%%

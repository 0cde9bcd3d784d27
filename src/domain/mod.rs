// ==========================================
// 劳动时间经济核算系统 - 领域模型层
// ==========================================
// 职责: 定义领域实体、类型
// 红线: 不含数据访问逻辑,不含引擎逻辑
// ==========================================

pub mod account;
pub mod cooperation;
pub mod plan;
pub mod purchase;
pub mod types;
pub mod user;

// 重导出核心类型
pub use account::{plan_purpose, Account, PayoutFactor, Transaction};
pub use cooperation::{Cooperation, CoordinationTenure, CoordinationTransferRequest};
pub use plan::{Plan, PlanDraft, ProductionCosts};
pub use purchase::Purchase;
pub use types::{AccountType, Deviation, PurposeOfPurchase, TransactionType};
pub use user::{AccountOwner, Company, CompanyWorkInvite, Member, SocialAccounting};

%%

What is needed ->
From the listing, count how many lines contain the string "cooperation", and answer with the number by itself.

Exercise response ->
2